She was so horrified at being in someone else’s bed that she scrambled out of it with a shriek. Where was she? There were piles of wet, stinking clothes, dirty plates and bottles on the floor. She was in an ill-kempt captain’s quarters. Captain Bloody’s quarters?
“Oh, shit! Oh, shit! Oh, shit!” said Josephine. She tried to calm herself and think of a way to escape. She was alone, for now, and this might be her best chance.

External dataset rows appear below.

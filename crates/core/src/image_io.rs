//! Image decode/encode capability, bound to the `image` crate.

use std::fmt;
use std::io::Cursor;
use std::path::Path;
use std::str::FromStr;

use image::codecs::jpeg::JpegEncoder;
use image::codecs::png::PngEncoder;
use image::codecs::webp::WebPEncoder;
use image::{DynamicImage, ExtendedColorType, ImageBuffer, ImageEncoder, ImageFormat, Rgb, Rgba};
use serde::{Deserialize, Serialize};

use crate::error::PipelineError;
use crate::tensor_codec::{reconcile_channels, tensor_nchw_to_rgb16};
use crate::types::{Axis, ImageData, Layout, TensorBuffer, RGBA_CHANNELS};

#[derive(Debug, Clone, Copy, Default, PartialEq, Eq, Serialize, Deserialize)]
#[serde(rename_all = "lowercase")]
pub enum OutputFormat {
    #[default]
    Png,
    Jpeg,
    Webp,
}

impl OutputFormat {
    pub fn from_extension(path: &Path) -> Option<Self> {
        let ext = path.extension()?.to_str()?;
        ext.parse().ok()
    }

    pub fn extension(&self) -> &'static str {
        match self {
            Self::Png => "png",
            Self::Jpeg => "jpg",
            Self::Webp => "webp",
        }
    }
}

impl fmt::Display for OutputFormat {
    fn fmt(&self, f: &mut fmt::Formatter<'_>) -> fmt::Result {
        f.write_str(self.extension())
    }
}

impl FromStr for OutputFormat {
    type Err = String;

    fn from_str(s: &str) -> Result<Self, Self::Err> {
        match s.to_ascii_lowercase().as_str() {
            "png" => Ok(Self::Png),
            "jpg" | "jpeg" => Ok(Self::Jpeg),
            "webp" => Ok(Self::Webp),
            other => Err(format!("unsupported output format '{other}'")),
        }
    }
}

pub trait ImageCodec: Send + Sync {
    /// Decode encoded bytes into RGBA pixels.
    fn decode(&self, bytes: &[u8]) -> Result<ImageData, PipelineError>;

    /// Encode 3- or 4-channel pixels. `quality` (0-100) only affects lossy formats.
    fn encode(&self, image: &ImageData, quality: u8, format: OutputFormat) -> Result<Vec<u8>, PipelineError>;
}

#[derive(Debug, Clone, Copy, Default)]
pub struct ImageCrateCodec;

impl ImageCodec for ImageCrateCodec {
    fn decode(&self, bytes: &[u8]) -> Result<ImageData, PipelineError> {
        let decoded = image::load_from_memory(bytes).map_err(|e| PipelineError::Decode(e.to_string()))?;
        let rgba = decoded.to_rgba8();
        let (width, height) = rgba.dimensions();
        Ok(ImageData::rgba(rgba.into_raw(), width as usize, height as usize))
    }

    fn encode(&self, image: &ImageData, quality: u8, format: OutputFormat) -> Result<Vec<u8>, PipelineError> {
        if !image.is_consistent() || !(3..=4).contains(&image.channels) {
            return Err(PipelineError::Encode(format!(
                "{} bytes do not describe a {}x{} image with {} channels",
                image.data.len(),
                image.width,
                image.height,
                image.channels
            )));
        }

        let (w, h) = (image.width as u32, image.height as u32);
        let mut out = Vec::new();
        let result = match format {
            OutputFormat::Png => {
                PngEncoder::new(&mut out).write_image(&image.data, w, h, color_type(image.channels))
            }
            OutputFormat::Jpeg => {
                // JPEG carries no alpha.
                let rgb = reconcile_channels(&image.data, image.channels, 3);
                JpegEncoder::new_with_quality(&mut out, quality.clamp(1, 100))
                    .write_image(&rgb, w, h, ExtendedColorType::Rgb8)
            }
            OutputFormat::Webp => {
                let rgba = reconcile_channels(&image.data, image.channels, RGBA_CHANNELS);
                WebPEncoder::new_lossless(&mut out).write_image(&rgba, w, h, ExtendedColorType::Rgba8)
            }
        };
        result.map_err(|e| PipelineError::Encode(e.to_string()))?;
        Ok(out)
    }
}

fn color_type(channels: usize) -> ExtendedColorType {
    if channels == RGBA_CHANNELS {
        ExtendedColorType::Rgba8
    } else {
        ExtendedColorType::Rgb8
    }
}

/// Encode interleaved 16-bit samples (3 or 4 per pixel) as PNG.
pub fn encode_png16(
    samples: Vec<u16>,
    width: usize,
    height: usize,
    channels: usize,
) -> Result<Vec<u8>, PipelineError> {
    let (w, h) = (width as u32, height as u32);
    let shape_error = || {
        PipelineError::Encode(format!(
            "{width}x{height}x{channels} does not match sample count"
        ))
    };
    let dynamic = match channels {
        3 => {
            let buffer = ImageBuffer::<Rgb<u16>, _>::from_raw(w, h, samples).ok_or_else(shape_error)?;
            DynamicImage::ImageRgb16(buffer)
        }
        4 => {
            let buffer = ImageBuffer::<Rgba<u16>, _>::from_raw(w, h, samples).ok_or_else(shape_error)?;
            DynamicImage::ImageRgba16(buffer)
        }
        other => {
            return Err(PipelineError::Encode(format!(
                "16-bit export needs 3 or 4 channels, got {other}"
            )))
        }
    };

    let mut out = Cursor::new(Vec::new());
    dynamic
        .write_to(&mut out, ImageFormat::Png)
        .map_err(|e| PipelineError::Encode(e.to_string()))?;
    Ok(out.into_inner())
}

/// Export an assembled float NCHW tensor as a 16-bit PNG.
pub fn tensor_to_png16(
    tensor: &TensorBuffer,
    dims: [usize; 4],
    layout: Layout,
) -> Result<Vec<u8>, PipelineError> {
    if layout != Layout::NCHW {
        return Err(PipelineError::Encode(format!(
            "16-bit export expects an NCHW tensor, got {layout}"
        )));
    }
    let values = match tensor {
        TensorBuffer::F32(values) => values,
        other => {
            return Err(PipelineError::Encode(format!(
                "16-bit export expects float samples, got {}",
                other.kind()
            )))
        }
    };

    let channels = layout.extent(&dims, Axis::C);
    let height = layout.extent(&dims, Axis::H);
    let width = layout.extent(&dims, Axis::W);
    encode_png16(tensor_nchw_to_rgb16(values, dims), width, height, channels)
}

She tried the door but it was locked so she turned to the window.
The single window with decorative bars was set into one wall. Josephine tried to open it but the lever was rusty and stuck. She heard a heavy tread coming towards the door and fear shot through her. She heaved on the lever with all her strength and it finally gave.
The window opened, letting in a refreshing blast of wind and spray.
Josephine tried to climb out but found that the space between the bars was too narrow. Desperately she pushed her toes against the floor and wriggled but all she managed to do was to get stuck with the bars digging painfully into her ribs.
The door swung open.
“Avast, me prize!“ roared Captain Bloody. “Where ye be goin’ , wench?” . He slammed the door so hard the cabin shook.
Josephine screamed when his huge hands clapped around her hips.
He easily dragged her back into his cabin and dropped her on the floor.
He seemed delighted when Josephine scrambled away on her hands and knees and hid under a chair.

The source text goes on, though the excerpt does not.